Then he came to see Iva, Lenka and Mahulena and said: “They interrogated me at the police station and I heard him. I heard your Jan from behind a partly open door! But I knew he was dying in the hospital. And at that point I thought: ‘Oh my God, they even interrogate dying people.’ And I was terrified about what would happen to me.
“It never even crossed my mind that they were playing me a taped voice from the other room.”
Pavel Kohout, who three days earlier had pointed out to Mr. Výborný the similarity between the work of a writer and a gravedigger, made a speech over the coffin.

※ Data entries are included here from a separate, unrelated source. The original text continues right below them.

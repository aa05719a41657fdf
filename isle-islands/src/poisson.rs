//! Poisson probabilities for window scores and enrichment tests.
//!
//! The probability mass is evaluated by exact factorials for small counts and in log
//! space, with Ramanujan's log-factorial approximation, from [`EXACT_FACTORIAL_LIMIT`]
//! upwards so that large counts neither overflow nor underflow before the final
//! exponentiation. Tail probabilities come from the regularized incomplete gamma
//! function, which keeps tiny p-values accurate instead of computing `1 - cdf`.

use std::f64::consts::PI;

use statrs::function::gamma::gamma_lr;

/// Counts below this use exact factorials.
pub const EXACT_FACTORIAL_LIMIT: u64 = 20;

///
/// `m!` by direct multiplication. Only meant for small `m`.
///
pub fn factorial(m: u64) -> f64 {
    (2..=m).fold(1.0, |acc, i| acc * i as f64)
}

///
/// `ln(m!)`, exact below [`EXACT_FACTORIAL_LIMIT`], Ramanujan's approximation above.
///
pub fn ln_factorial(m: u64) -> f64 {
    if m < EXACT_FACTORIAL_LIMIT {
        factorial(m).ln()
    } else {
        let m = m as f64;
        m * m.ln() - m + (m * (1.0 + 4.0 * m * (1.0 + 2.0 * m))).ln() / 6.0 + PI.ln() / 2.0
    }
}

///
/// P(X = k) for X ~ Poisson(lambda).
///
pub fn poisson_pmf(k: u64, lambda: f64) -> f64 {
    if k < EXACT_FACTORIAL_LIMIT {
        (-lambda).exp() * lambda.powi(k as i32) / factorial(k)
    } else {
        let exponent = -lambda + k as f64 * lambda.ln() - ln_factorial(k);
        exponent.exp()
    }
}

///
/// Survival function P(X > k) for X ~ Poisson(lambda).
///
/// Uses P(X > k) = P(k + 1, lambda), the regularized lower incomplete gamma
/// function, which is evaluated by its series exactly where the tail is small.
///
pub fn poisson_sf(k: u64, lambda: f64) -> f64 {
    if lambda <= 0.0 {
        return 0.0;
    }
    gamma_lr(k as f64 + 1.0, lambda).clamp(0.0, 1.0)
}

///
/// Upper tail P(X >= k) for X ~ Poisson(lambda).
///
pub fn poisson_upper_tail(k: u64, lambda: f64) -> f64 {
    match k {
        0 => 1.0,
        k => poisson_sf(k - 1, lambda),
    }
}

///
/// One-sided enrichment p-value of observing `observed` where `expected` was expected.
///
/// Depletion is never tested: the p-value is exactly 1 whenever the observation does
/// not exceed the expectation. Otherwise it is the survival function at `observed`.
///
pub fn enrichment_pvalue(observed: u32, expected: f64) -> f64 {
    if observed as f64 <= expected {
        1.0
    } else {
        poisson_sf(observed as u64, expected)
    }
}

Nowadays, he says that funeral was the symbolic end of the Prague Spring and the beginning of winter. Most of Procházka’s former friends didn’t come. By the same token, the Czech cultural elite were divided into the vast majority, who surrendered, and a microscopic minority, who seven years later became the group of “pretenders and castaways from Charter 77,” as the press called them.
Kohout also says that many artists felt relieved as, day by day, they gradually found out about the Procházka affair. Thanks to those lousy programs, they were able to say: “We’re not going to associate with people like him anymore.” And the story confirmed their belief that one should comply with the regime after all—that made life easier.
Kohout later emigrated to Austria, where he wrote a novel about a girl who hadn’t gotten into theater school, so she began training to be an executioner. At the school for executioners, she realized that just about anyone can hang a person, but the art is to hang them in such a way as to contain in this act the entire history of human civilization, right up to the technological revolution.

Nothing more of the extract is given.